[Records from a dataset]
<<<<

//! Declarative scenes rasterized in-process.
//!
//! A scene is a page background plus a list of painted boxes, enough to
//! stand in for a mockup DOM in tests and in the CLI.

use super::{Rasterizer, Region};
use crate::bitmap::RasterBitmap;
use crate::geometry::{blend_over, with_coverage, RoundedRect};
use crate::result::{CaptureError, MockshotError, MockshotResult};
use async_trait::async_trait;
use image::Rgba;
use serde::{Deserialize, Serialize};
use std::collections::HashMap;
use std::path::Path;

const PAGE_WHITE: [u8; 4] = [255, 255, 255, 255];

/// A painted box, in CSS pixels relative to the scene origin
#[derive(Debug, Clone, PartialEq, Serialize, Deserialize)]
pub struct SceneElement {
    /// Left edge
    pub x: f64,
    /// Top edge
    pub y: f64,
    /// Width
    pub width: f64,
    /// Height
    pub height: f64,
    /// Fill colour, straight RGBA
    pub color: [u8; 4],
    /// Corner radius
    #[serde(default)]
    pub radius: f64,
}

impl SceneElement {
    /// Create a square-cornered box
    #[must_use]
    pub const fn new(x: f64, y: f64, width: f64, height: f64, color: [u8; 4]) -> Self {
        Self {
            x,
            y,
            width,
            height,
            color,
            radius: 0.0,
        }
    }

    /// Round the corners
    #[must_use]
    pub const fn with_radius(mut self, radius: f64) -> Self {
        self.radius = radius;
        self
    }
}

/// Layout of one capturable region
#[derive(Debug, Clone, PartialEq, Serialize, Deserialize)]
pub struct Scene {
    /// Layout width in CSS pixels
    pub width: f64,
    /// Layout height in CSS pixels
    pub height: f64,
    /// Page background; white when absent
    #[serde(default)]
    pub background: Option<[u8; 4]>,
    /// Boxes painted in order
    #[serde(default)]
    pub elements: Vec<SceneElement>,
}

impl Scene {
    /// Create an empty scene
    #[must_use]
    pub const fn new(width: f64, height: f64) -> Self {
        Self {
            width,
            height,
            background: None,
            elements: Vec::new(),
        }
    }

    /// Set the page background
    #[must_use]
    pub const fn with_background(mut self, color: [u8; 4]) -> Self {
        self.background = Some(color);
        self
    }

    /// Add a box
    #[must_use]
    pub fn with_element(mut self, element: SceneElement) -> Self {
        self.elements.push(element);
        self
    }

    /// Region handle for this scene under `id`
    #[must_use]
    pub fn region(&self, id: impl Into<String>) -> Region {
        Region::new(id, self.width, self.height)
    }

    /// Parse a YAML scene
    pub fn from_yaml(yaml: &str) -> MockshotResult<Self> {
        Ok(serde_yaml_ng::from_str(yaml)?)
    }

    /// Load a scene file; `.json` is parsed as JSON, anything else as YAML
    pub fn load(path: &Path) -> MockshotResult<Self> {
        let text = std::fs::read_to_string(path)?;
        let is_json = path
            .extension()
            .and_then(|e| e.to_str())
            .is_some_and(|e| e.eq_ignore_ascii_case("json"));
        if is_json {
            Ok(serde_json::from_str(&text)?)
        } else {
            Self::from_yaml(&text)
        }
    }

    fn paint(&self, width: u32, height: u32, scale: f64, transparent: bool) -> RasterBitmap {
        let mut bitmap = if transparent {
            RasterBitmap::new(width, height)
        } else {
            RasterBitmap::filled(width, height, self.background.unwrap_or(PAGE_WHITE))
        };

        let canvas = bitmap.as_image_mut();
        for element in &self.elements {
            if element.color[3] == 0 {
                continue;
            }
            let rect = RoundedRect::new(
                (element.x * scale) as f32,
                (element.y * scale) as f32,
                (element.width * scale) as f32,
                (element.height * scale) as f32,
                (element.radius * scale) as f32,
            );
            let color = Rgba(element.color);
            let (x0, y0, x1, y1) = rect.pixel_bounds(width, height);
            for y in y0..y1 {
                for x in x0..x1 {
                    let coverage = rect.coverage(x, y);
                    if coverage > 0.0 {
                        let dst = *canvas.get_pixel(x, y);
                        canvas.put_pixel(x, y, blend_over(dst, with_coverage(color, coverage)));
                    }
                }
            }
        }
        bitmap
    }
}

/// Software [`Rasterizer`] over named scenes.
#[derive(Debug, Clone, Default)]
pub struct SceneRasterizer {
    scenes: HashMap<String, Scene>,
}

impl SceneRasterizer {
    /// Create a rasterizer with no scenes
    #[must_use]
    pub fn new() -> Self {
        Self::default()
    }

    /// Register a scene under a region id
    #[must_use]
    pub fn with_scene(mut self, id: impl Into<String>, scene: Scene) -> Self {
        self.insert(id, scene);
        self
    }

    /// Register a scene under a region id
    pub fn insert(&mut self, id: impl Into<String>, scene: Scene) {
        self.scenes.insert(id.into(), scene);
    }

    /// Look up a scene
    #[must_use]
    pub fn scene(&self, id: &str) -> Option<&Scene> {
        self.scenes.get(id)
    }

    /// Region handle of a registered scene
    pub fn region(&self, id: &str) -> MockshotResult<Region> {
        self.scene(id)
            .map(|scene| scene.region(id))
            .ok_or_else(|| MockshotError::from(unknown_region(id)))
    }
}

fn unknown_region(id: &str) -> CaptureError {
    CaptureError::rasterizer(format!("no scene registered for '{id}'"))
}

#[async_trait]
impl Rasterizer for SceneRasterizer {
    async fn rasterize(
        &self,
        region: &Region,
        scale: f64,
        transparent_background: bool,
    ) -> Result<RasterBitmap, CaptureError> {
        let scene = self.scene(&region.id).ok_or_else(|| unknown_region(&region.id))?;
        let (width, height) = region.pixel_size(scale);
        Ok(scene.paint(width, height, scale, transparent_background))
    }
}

>>>>

Exercise aim: The answer must consist of every line from the entries above that contains the string "text".

Response to the task:
        let text = std::fs::read_to_string(path)?;
            Ok(serde_json::from_str(&text)?)
            Self::from_yaml(&text)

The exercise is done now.